> Exercise:
In the data below, find every line with the string "impl" and pull it out.

····················

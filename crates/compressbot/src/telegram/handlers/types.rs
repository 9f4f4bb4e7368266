//! Handler types and dependencies

use teloxide::types::User;

use compresscore::{Coordinator, OwnerId};

use crate::telegram::pending::PendingUploads;

/// Error type for handlers
pub type HandlerError = Box<dyn std::error::Error + Send + Sync + 'static>;

/// Dependencies required by handlers
#[derive(Clone)]
pub struct HandlerDeps {
    pub coordinator: Coordinator,
    pub pending: PendingUploads,
}

impl HandlerDeps {
    /// Create new handler dependencies
    pub fn new(coordinator: Coordinator, pending: PendingUploads) -> Self {
        Self { coordinator, pending }
    }
}

/// Job owner for a Telegram user
pub(super) fn owner_of(user: &User) -> Option<OwnerId> {
    i64::try_from(user.id.0).ok().map(OwnerId)
}
//! Quality selection keyboard

use strum::IntoEnumIterator;
use teloxide::types::{InlineKeyboardButton, InlineKeyboardMarkup};

use compresscore::Quality;

/// Prefix of every quality button's callback data
pub const CALLBACK_PREFIX: &str = "quality:";

/// One row: `480p | 720p | 1080p`
pub fn quality_keyboard() -> InlineKeyboardMarkup {
    let row: Vec<InlineKeyboardButton> = Quality::iter()
        .map(|quality| InlineKeyboardButton::callback(quality.label(), callback_data(quality)))
        .collect();
    InlineKeyboardMarkup::new(vec![row])
}

pub fn callback_data(quality: Quality) -> String {
    format!("{}{}", CALLBACK_PREFIX, quality)
}

/// Raw selector carried by a quality button, validated later by the job.
pub fn parse_callback(data: &str) -> Option<&str> {
    data.strip_prefix(CALLBACK_PREFIX)
}
//! ffmpeg-backed encoder
//!
//! One run per job: H.264 + AAC, scaled to the tier height, with
//! `+faststart` so Telegram can stream the result before it is fully
//! downloaded.

use async_trait::async_trait;
use std::ffi::OsString;
use std::path::Path;
use std::time::Duration;
use tokio::process::Command;
use tokio_util::sync::CancellationToken;

use super::{EncodeError, EncodeProfile, EncodeResult, Encoder, Quality};
use crate::core::process::{run_cancellable, stderr_excerpt, ProcessOutcome};

/// How much of ffmpeg's stderr is kept in [`EncodeError::Failed`]
pub const STDERR_EXCERPT_BYTES: usize = 512;

/// Runs the configured ffmpeg binary.
#[derive(Debug, Clone)]
pub struct FfmpegEncoder {
    binary: String,
    timeout: Option<Duration>,
}

impl FfmpegEncoder {
    pub fn new(binary: impl Into<String>) -> Self {
        Self {
            binary: binary.into(),
            timeout: None,
        }
    }

    /// Kill the encoder if a single run takes longer than `timeout`.
    pub fn with_timeout(mut self, timeout: Option<Duration>) -> Self {
        self.timeout = timeout;
        self
    }

    pub fn binary(&self) -> &str {
        &self.binary
    }
}

/// Full ffmpeg argument list for one encode
pub fn build_args(input: &Path, output: &Path, profile: &EncodeProfile) -> Vec<OsString> {
    let mut args: Vec<OsString> = ["-hide_banner", "-loglevel", "error", "-y", "-i"]
        .into_iter()
        .map(OsString::from)
        .collect();
    args.push(input.as_os_str().to_owned());

    let scale = format!("scale=-2:{}", profile.height);
    let crf = profile.crf.to_string();
    args.extend(
        [
            "-vf",
            scale.as_str(),
            "-c:v",
            "libx264",
            "-preset",
            profile.preset,
            "-crf",
            crf.as_str(),
            "-c:a",
            "aac",
            "-b:a",
            profile.audio_bitrate,
            "-movflags",
            "+faststart",
        ]
        .into_iter()
        .map(OsString::from),
    );
    args.push(output.as_os_str().to_owned());
    args
}

#[async_trait]
impl Encoder for FfmpegEncoder {
    async fn encode(
        &self,
        input: &Path,
        output: &Path,
        quality: Quality,
        cancel: &CancellationToken,
    ) -> EncodeResult<()> {
        if cancel.is_cancelled() {
            return Err(EncodeError::Cancelled);
        }

        let profile = quality.profile();
        let mut cmd = Command::new(&self.binary);
        cmd.args(build_args(input, output, &profile));

        log::info!(
            "🎬 Encoding {} -> {} ({}p, crf {})",
            input.display(),
            output.display(),
            profile.height,
            profile.crf
        );

        match run_cancellable(&mut cmd, cancel, self.timeout).await? {
            ProcessOutcome::Exited { status, .. } if status.success() => {
                if fs_err::tokio::metadata(output).await.is_err() {
                    return Err(EncodeError::OutputMissing(output.to_path_buf()));
                }
                Ok(())
            }
            ProcessOutcome::Exited { status, stderr } => {
                let excerpt = stderr_excerpt(&stderr, STDERR_EXCERPT_BYTES);
                log::error!("FFmpeg compression error (code {:?}): {}", status.code(), excerpt);
                Err(EncodeError::Failed {
                    exit_code: status.code(),
                    stderr_excerpt: excerpt,
                })
            }
            ProcessOutcome::Cancelled => Err(EncodeError::Cancelled),
            ProcessOutcome::TimedOut(limit) => Err(EncodeError::TimedOut(limit)),
        }
    }
}
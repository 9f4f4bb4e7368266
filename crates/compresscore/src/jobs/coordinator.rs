//! Job lifecycle coordinator.
//!
//! [`Coordinator::start_job`] registers a job for its owner and spawns a
//! task that runs it: validate the quality choice, download, transcode,
//! upload. The cancel token is checked before every stage; the download
//! is abandoned and the encoder killed when it fires mid-stage. Upload is
//! not interruptible: a job cancelled while uploading can still complete.
//!
//! Whatever the outcome, the task deletes the job's scratch files and
//! removes its registry entry before reporting the terminal status. If the
//! task is dropped before it gets that far (runtime shutdown, abort,
//! panic), [`JobRunner`]'s `Drop` does the same cleanup synchronously.

use std::path::{Path, PathBuf};
use std::sync::Arc;
use tokio::sync::watch;
use tokio::task::JoinHandle;
use tokio_util::sync::CancellationToken;
use uuid::Uuid;

use super::job::{Job, JobReport, JobRequest, JobStatus};
use super::registry::{ActiveJob, JobRegistry};
use super::{JobError, OwnerId, ProgressSink, ProgressUpdate};
use crate::conversion::{Encoder, Quality};
use crate::scratch::{extension_of, ScratchRole, ScratchSpace};
use crate::transfer::MediaTransfer;

/// Starts, cancels, and tracks compression jobs.
///
/// Cheap to clone; clones share the same registry.
#[derive(Clone)]
pub struct Coordinator {
    registry: JobRegistry,
    scratch: ScratchSpace,
    encoder: Arc<dyn Encoder>,
    transfer: Arc<dyn MediaTransfer>,
}

impl Coordinator {
    pub fn new(scratch: ScratchSpace, encoder: Arc<dyn Encoder>, transfer: Arc<dyn MediaTransfer>) -> Self {
        Self {
            registry: JobRegistry::new(),
            scratch,
            encoder,
            transfer,
        }
    }

    /// Registers a job for `request.owner_id` and starts running it.
    ///
    /// Returns as soon as the job task is spawned. Must be called from
    /// within a tokio runtime.
    ///
    /// # Errors
    /// [`JobError::Conflict`] if the owner already has an active job.
    pub fn start_job(&self, request: JobRequest, progress: Arc<dyn ProgressSink>) -> Result<JobHandle, JobError> {
        let job_id = Uuid::new_v4();
        let owner_id = request.owner_id;
        let cancel = CancellationToken::new();
        let (status_tx, status_rx) = watch::channel(JobStatus::Pending);

        self.registry.try_register(
            owner_id,
            ActiveJob {
                job_id,
                cancel: cancel.clone(),
                status: status_rx.clone(),
            },
        )?;

        log::info!(
            "📦 Job {} started for owner {}: {:?} at quality {:?}",
            job_id,
            owner_id,
            request.display_name,
            request.quality_selector
        );

        let runner = JobRunner {
            job: Job::new(job_id, request, cancel.clone()),
            registry: self.registry.clone(),
            scratch: self.scratch.clone(),
            encoder: Arc::clone(&self.encoder),
            transfer: Arc::clone(&self.transfer),
            progress,
            status: status_tx,
            cleaned_up: false,
        };
        let task = tokio::spawn(runner.run());

        Ok(JobHandle {
            job_id,
            owner_id,
            cancel,
            status: status_rx,
            task,
        })
    }

    /// Raises the cancel signal of `owner`'s running job.
    ///
    /// Returns false (and changes nothing) when the owner has no running job.
    pub fn cancel_job(&self, owner: OwnerId) -> bool {
        let cancelled = self.registry.cancel(owner);
        if cancelled {
            log::info!("🛑 Cancel requested for owner {}", owner);
        } else {
            log::debug!("Cancel requested for owner {} with no active job", owner);
        }
        cancelled
    }

    pub fn is_active(&self, owner: OwnerId) -> bool {
        self.registry.contains(owner)
    }

    pub fn status(&self, owner: OwnerId) -> Option<JobStatus> {
        self.registry.status(owner)
    }

    /// Number of jobs currently registered
    pub fn active_jobs(&self) -> usize {
        self.registry.len()
    }

    pub fn scratch(&self) -> &ScratchSpace {
        &self.scratch
    }
}

/// Caller's handle on a started job
#[derive(Debug)]
pub struct JobHandle {
    job_id: Uuid,
    owner_id: OwnerId,
    cancel: CancellationToken,
    status: watch::Receiver<JobStatus>,
    task: JoinHandle<JobReport>,
}

impl JobHandle {
    pub fn id(&self) -> Uuid {
        self.job_id
    }

    pub fn owner_id(&self) -> OwnerId {
        self.owner_id
    }

    /// Raises this job's cancel signal; same effect as [`Coordinator::cancel_job`].
    pub fn cancel(&self) {
        self.cancel.cancel();
    }

    /// Latest published status
    pub fn status(&self) -> JobStatus {
        *self.status.borrow()
    }

    /// A receiver that wakes on every status change
    pub fn subscribe(&self) -> watch::Receiver<JobStatus> {
        self.status.clone()
    }

    /// Waits until the job has finished and cleaned up.
    pub async fn wait(self) -> JobReport {
        match self.task.await {
            Ok(report) => report,
            Err(join_err) => {
                // Runner's Drop already cleaned up; only the report is lost
                log::error!("Job {} task ended abnormally: {}", self.job_id, join_err);
                JobReport {
                    job_id: self.job_id,
                    owner_id: self.owner_id,
                    status: if join_err.is_cancelled() {
                        JobStatus::Cancelled
                    } else {
                        JobStatus::Failed
                    },
                    error: (!join_err.is_cancelled()).then(|| join_err.to_string()),
                    input_path: None,
                    output_path: None,
                }
            }
        }
    }
}

/// Owns one job while it runs. Dropping it before normal cleanup still
/// cleans up.
struct JobRunner {
    job: Job,
    registry: JobRegistry,
    scratch: ScratchSpace,
    encoder: Arc<dyn Encoder>,
    transfer: Arc<dyn MediaTransfer>,
    progress: Arc<dyn ProgressSink>,
    status: watch::Sender<JobStatus>,
    cleaned_up: bool,
}

impl JobRunner {
    async fn run(mut self) -> JobReport {
        self.report_progress(JobStatus::Pending, None).await;

        let (terminal, error) = match self.execute().await {
            Ok(()) => (JobStatus::Completed, None),
            Err(JobError::Cancelled) => (JobStatus::Cancelled, None),
            Err(e) => {
                log::error!("❌ Job {} for owner {} failed: {}", self.job.id, self.job.owner_id, e);
                (JobStatus::Failed, Some(e))
            }
        };

        self.job.advance(terminal);
        self.status.send_replace(terminal);
        self.cleanup().await;

        log::info!("Job {} for owner {} finished: {}", self.job.id, self.job.owner_id, terminal);
        let detail = error.as_ref().map(|e| e.user_summary().to_string());
        self.report_progress(terminal, detail).await;

        self.job.report(error.map(|e| e.to_string()))
    }

    async fn execute(&mut self) -> Result<(), JobError> {
        // Fail fast, before anything is downloaded
        let quality = Quality::from_selector(&self.job.quality_selector)?;
        let cancel = self.job.cancel.clone();

        // Download
        self.checkpoint()?;
        let input = self.scratch.allocate(
            self.job.id,
            ScratchRole::Input,
            extension_of(&self.job.display_name),
        );
        self.job.input_path = Some(input.clone());
        self.enter(JobStatus::Downloading, None).await;

        let downloaded = tokio::select! {
            biased;
            _ = cancel.cancelled() => return Err(JobError::Cancelled),
            result = self.transfer.download(&self.job.source_reference, &input, &cancel) => result?,
        };
        if downloaded != input {
            // Transfer chose its own path; track that one instead
            self.scratch.release(&input).await;
            self.job.input_path = Some(downloaded.clone());
        }

        // Transcode
        self.checkpoint()?;
        let output = self.scratch.allocate(self.job.id, ScratchRole::Output, "mp4");
        self.job.output_path = Some(output.clone());
        self.enter(JobStatus::Transcoding, Some(quality.label())).await;

        self.encoder.encode(&downloaded, &output, quality, &cancel).await?;

        // Upload; no cancellation past this point
        self.checkpoint()?;
        self.enter(JobStatus::Uploading, None).await;

        let name = delivery_name(&self.job.display_name);
        self.transfer.upload(&output, &name, self.job.destination).await?;

        Ok(())
    }

    fn checkpoint(&self) -> Result<(), JobError> {
        if self.job.cancel.is_cancelled() {
            log::info!("Job {} for owner {} observed cancel in {}", self.job.id, self.job.owner_id, self.job.status);
            return Err(JobError::Cancelled);
        }
        Ok(())
    }

    async fn enter(&mut self, next: JobStatus, detail: Option<String>) {
        if self.job.advance(next) {
            self.status.send_replace(next);
            log::info!("Job {} for owner {}: {}", self.job.id, self.job.owner_id, next);
            self.report_progress(next, detail).await;
        }
    }

    async fn report_progress(&self, status: JobStatus, detail: Option<String>) {
        let update = ProgressUpdate {
            owner_id: self.job.owner_id,
            job_id: self.job.id,
            status,
            detail,
        };
        if let Err(e) = self.progress.report(&update).await {
            log::warn!("Progress update {} for owner {} failed: {:#}", status, self.job.owner_id, e);
        }
    }

    async fn cleanup(&mut self) {
        for path in [&self.job.input_path, &self.job.output_path].into_iter().flatten() {
            self.scratch.release(path).await;
        }
        self.registry.remove(self.job.owner_id, self.job.id);
        self.cleaned_up = true;
    }
}

impl Drop for JobRunner {
    fn drop(&mut self) {
        if self.cleaned_up {
            return;
        }

        let status = if std::thread::panicking() {
            JobStatus::Failed
        } else {
            JobStatus::Cancelled
        };
        log::warn!(
            "Job {} for owner {} dropped while {}; cleaning up",
            self.job.id,
            self.job.owner_id,
            self.job.status
        );

        self.job.advance(status);
        self.status.send_replace(self.job.status);
        for path in [&self.job.input_path, &self.job.output_path].into_iter().flatten() {
            self.scratch.release_blocking(path);
        }
        self.registry.remove(self.job.owner_id, self.job.id);
    }
}

/// File name the result is delivered under: the original stem with `.mp4`
fn delivery_name(display_name: &str) -> String {
    let stem = Path::new(display_name)
        .file_stem()
        .and_then(|s| s.to_str())
        .filter(|s| !s.is_empty())
        .unwrap_or("video");
    PathBuf::from(stem).with_extension("mp4").to_string_lossy().into_owned()
}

····················

> Task solution:
impl HandlerDeps {
impl FfmpegEncoder {
    pub fn new(binary: impl Into<String>) -> Self {
impl Encoder for FfmpegEncoder {
impl Coordinator {
impl JobHandle {
impl JobRunner {
impl Drop for JobRunner {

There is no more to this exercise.